As early as 1982, and along with a few other composers of his generation, Dalbavie took an interest in the artistic potential of spectral music in the areas of timbre and through the process itself. It was during this period that he developed his polyphonic and rhythmic techniques and procedures, as well as his formal principals of recurrence. He learned to integrate heterogeneous and spatial phenomena electronically, and exploit computer music applications and acoustics.

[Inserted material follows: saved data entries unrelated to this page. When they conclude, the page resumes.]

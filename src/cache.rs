//! Persistent issue cache mapping issue keys to numeric issue IDs.
//!
//! The store is a YAML-compatible text file of `KEY: ID # summary` lines.
//! Entries are only ever appended, never updated or removed. There is no
//! file locking; concurrent invocations against the same cache file are
//! unsupported.

use crate::jira::{IssueInfo, LookupError};
use color_eyre::{eyre::eyre, Result};
use std::collections::HashMap;
use std::future::Future;
use std::io::Write;
use std::path::{Path, PathBuf};
use tracing::{error, info, warn};

/// Sentinel issue ID for keys that could not be resolved.
pub const ISSUE_NOT_FOUND: i64 = -1;

#[derive(Debug)]
pub struct IssueCache {
  path: PathBuf,
  keys: HashMap<String, i64>,
  ids: HashMap<i64, String>,
}

impl IssueCache {
  /// Load the full cache from disk. A missing or malformed store is fatal;
  /// an empty or comments-only file is an empty cache.
  pub fn load(path: &Path) -> Result<Self> {
    let contents = std::fs::read_to_string(path)
      .map_err(|e| eyre!("Failed to read issue cache {}: {}", path.display(), e))?;

    let keys: HashMap<String, i64> = if contents.trim().is_empty() {
      HashMap::new()
    } else {
      serde_yaml::from_str::<Option<HashMap<String, i64>>>(&contents)
        .map_err(|e| eyre!("Failed to parse issue cache {}: {}", path.display(), e))?
        .unwrap_or_default()
    };

    let ids = keys.iter().map(|(key, id)| (*id, key.clone())).collect();

    Ok(Self {
      path: path.to_path_buf(),
      keys,
      ids,
    })
  }

  pub fn len(&self) -> usize {
    self.keys.len()
  }

  /// Resolve an issue key to its numeric ID.
  ///
  /// Cache hits return immediately. On a miss the supplied fetch runs once;
  /// a successful lookup is appended to the store and both in-memory maps.
  /// An expected lookup miss resolves to [`ISSUE_NOT_FOUND`] without
  /// touching the cache, so the key is retried on the next encounter.
  /// Unexpected lookup errors propagate and abort the run.
  pub async fn resolve<F, Fut>(&mut self, key: &str, fetch: F) -> Result<i64>
  where
    F: FnOnce() -> Fut,
    Fut: Future<Output = Result<IssueInfo, LookupError>>,
  {
    if let Some(id) = self.keys.get(key) {
      return Ok(*id);
    }

    match fetch().await {
      Ok(info) => {
        self.append(key, &info)?;
        self.keys.insert(key.to_string(), info.id);
        self.ids.insert(info.id, key.to_string());
        info!(key, id = info.id, "issue cached");
        Ok(info.id)
      }
      Err(e) if e.is_resolution_miss() => {
        warn!(key, error = %e, "could not find issue key");
        Ok(ISSUE_NOT_FOUND)
      }
      Err(e) => {
        error!(key, error = %e, "issue lookup failed");
        Err(eyre!("Failed to look up issue {}: {}", key, e))
      }
    }
  }

  /// Map a numeric ID back to its key, falling back to the given key for
  /// IDs the cache has never seen. The fallback is remembered in memory
  /// only, matching the append-on-successful-lookup persistence rule.
  pub fn key_for_id(&mut self, id: i64, fallback: &str) -> String {
    self
      .ids
      .entry(id)
      .or_insert_with(|| fallback.to_string())
      .clone()
  }

  fn append(&self, key: &str, info: &IssueInfo) -> Result<()> {
    let mut file = std::fs::OpenOptions::new()
      .append(true)
      .open(&self.path)
      .map_err(|e| eyre!("Failed to open issue cache {}: {}", self.path.display(), e))?;

    // The leading newline keeps a hand-edited file without a trailing
    // newline from gluing two entries onto one line.
    write!(file, "\n{}: {} # {}", key, info.id, info.summary)
      .map_err(|e| eyre!("Failed to append to issue cache {}: {}", self.path.display(), e))?;

    Ok(())
  }
}
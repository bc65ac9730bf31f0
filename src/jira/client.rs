use crate::config::JiraConfig;
use crate::jira::error::LookupError;
use color_eyre::{eyre::eyre, Result};
use serde::{de::DeserializeOwned, Deserialize, Serialize};

/// Issue identity as resolved through the Jira API.
#[derive(Debug, Clone, PartialEq)]
pub struct IssueInfo {
  pub id: i64,
  pub summary: String,
}

/// Jira API client wrapper
#[derive(Clone)]
pub struct JiraClient {
  client: gouqi::r#async::Jira,
}

impl JiraClient {
  pub fn new(config: &JiraConfig) -> Result<Self> {
    let credentials = gouqi::Credentials::Basic(config.user.clone(), config.token.clone());

    let client = gouqi::r#async::Jira::new(&config.base_url, credentials)
      .map_err(|e| eyre!("Failed to create Jira client: {}", e))?;

    Ok(Self { client })
  }

  /// Fetch a single issue and reduce it to its numeric ID and summary.
  ///
  /// A payload without a parseable ID or a summary field counts as
  /// [`LookupError::Malformed`], which resolves like a missing issue.
  pub async fn lookup_issue(&self, key: &str) -> Result<IssueInfo, LookupError> {
    let issue = self.client.issues().get(key).await?;

    let id = issue.id.parse::<i64>().map_err(|_| {
      LookupError::Malformed(format!("issue {} has non-numeric id {:?}", key, issue.id))
    })?;

    let fields: IssueFields = reserialize(&issue.fields)
      .map_err(|e| LookupError::Malformed(format!("issue {} fields: {}", key, e)))?;

    match fields.summary {
      Some(summary) => Ok(IssueInfo { id, summary }),
      None => Err(LookupError::Malformed(format!(
        "issue {} has no summary field",
        key
      ))),
    }
  }
}

/// Re-serialize a value through JSON to convert between compatible types.
/// Useful for converting gouqi's BTreeMap fields to our typed structs.
fn reserialize<T: DeserializeOwned>(value: impl Serialize) -> serde_json::Result<T> {
  serde_json::from_value(serde_json::to_value(value)?)
}

#[derive(Debug, Deserialize)]
struct IssueFields {
  summary: Option<String>,
}
use crate::config::TempoConfig;
use crate::tempo::error::TempoError;
use crate::tempo::types::{CreatedWorklog, WorklogCreate};
use color_eyre::{eyre::eyre, Result};
use reqwest::header::{HeaderMap, HeaderValue, AUTHORIZATION, USER_AGENT};
use reqwest::{Client as HttpClient, Response, StatusCode};
use serde::de::DeserializeOwned;
use std::time::Duration;
use url::Url;

const REQUEST_TIMEOUT: Duration = Duration::from_secs(30);
const CONNECT_TIMEOUT: Duration = Duration::from_secs(10);

/// Tempo REST client carrying the bearer token in its default headers.
#[derive(Clone)]
pub struct TempoClient {
  http: HttpClient,
  base_url: Url,
}

impl TempoClient {
  pub fn new(config: &TempoConfig) -> Result<Self> {
    let base_url = Url::parse(&config.base_url)
      .map_err(|e| eyre!("Invalid Tempo base URL {}: {}", config.base_url, e))?;

    let mut headers = HeaderMap::new();
    let auth = HeaderValue::from_str(&format!("Bearer {}", config.token))
      .map_err(|e| eyre!("Invalid Tempo API token: {}", e))?;
    headers.insert(AUTHORIZATION, auth);
    headers.insert(
      USER_AGENT,
      HeaderValue::from_static(concat!(env!("CARGO_PKG_NAME"), "/", env!("CARGO_PKG_VERSION"))),
    );

    let http = HttpClient::builder()
      .default_headers(headers)
      .timeout(REQUEST_TIMEOUT)
      .connect_timeout(CONNECT_TIMEOUT)
      .build()
      .map_err(|e| eyre!("Failed to build Tempo HTTP client: {}", e))?;

    Ok(Self { http, base_url })
  }

  pub async fn create_worklog(&self, worklog: &WorklogCreate) -> Result<CreatedWorklog, TempoError> {
    let response = self
      .http
      .post(self.url_for("worklogs"))
      .json(worklog)
      .send()
      .await?;

    Self::parse_json(response).await
  }

  fn url_for(&self, path: &str) -> String {
    format!("{}/{}", self.base_url.as_str().trim_end_matches('/'), path)
  }

  async fn parse_json<T>(response: Response) -> Result<T, TempoError>
  where
    T: DeserializeOwned,
  {
    let status = response.status();
    if status.is_success() {
      response.json::<T>().await.map_err(TempoError::from)
    } else if status == StatusCode::UNAUTHORIZED || status == StatusCode::FORBIDDEN {
      let body = response.text().await.unwrap_or_default();
      Err(TempoError::Authentication(format!(
        "access denied ({}) - {}",
        status, body
      )))
    } else {
      let body = response.text().await.unwrap_or_default();
      Err(TempoError::Http {
        status,
        message: body,
      })
    }
  }
}
use reqwest::StatusCode;
use thiserror::Error;

/// Error conditions of a worklog submission. `Http` carries remote
/// rejections such as validation failures; the transport variants cover
/// everything that never produced a response.
#[derive(Debug, Error)]
pub enum TempoError {
  #[error("http {status}: {message}")]
  Http { status: StatusCode, message: String },
  #[error("authentication error: {0}")]
  Authentication(String),
  #[error("request timed out: {0}")]
  Timeout(String),
  #[error("network error: {0}")]
  Network(String),
  #[error("serialization error: {0}")]
  Serialization(String),
  #[error("unexpected error: {0}")]
  Other(String),
}

impl From<reqwest::Error> for TempoError {
  fn from(err: reqwest::Error) -> Self {
    if err.is_timeout() {
      TempoError::Timeout(err.to_string())
    } else if err.is_status() {
      let status = err.status().unwrap_or(StatusCode::INTERNAL_SERVER_ERROR);
      TempoError::Http {
        status,
        message: err.to_string(),
      }
    } else if err.is_decode() {
      TempoError::Serialization(err.to_string())
    } else if err.is_connect() {
      TempoError::Network(err.to_string())
    } else {
      TempoError::Other(err.to_string())
    }
  }
}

While the 1980s came to represent a decade of fascination with timbre and colour for Dalbavie (e.g., Miroirs transparents and Diadèmes), the 1990s led him to a greater exploration of the idea of space and site. The composer set himself the task of creating the musical equivalent of a work in situ, as well as classifying the possibilities offered by the spatiality associated with orchestral writing. In Seuils, electronic equipment is arranged around the audience, and the poetic text refers back to the space in which it is voiced. The use of baroque instruments binds the Concertino to a piece from the seventeenth century (Locke’s Curtain Tune). L’Offertoire for male chorus and orchestra suggests virtual spaces simulated in the writing for the choir. With part of the orchestra seated around the audience, Dalbavie’s violin concerto breaks the barriers of the traditional concert, and in so doing, redefines the very idea of the concerto. Finally, in Non-Lieu (text by Guy Lelong), the stage is completely emptied: four female choirs and an instrumental ensemble are spread out in the hall amongst the audience.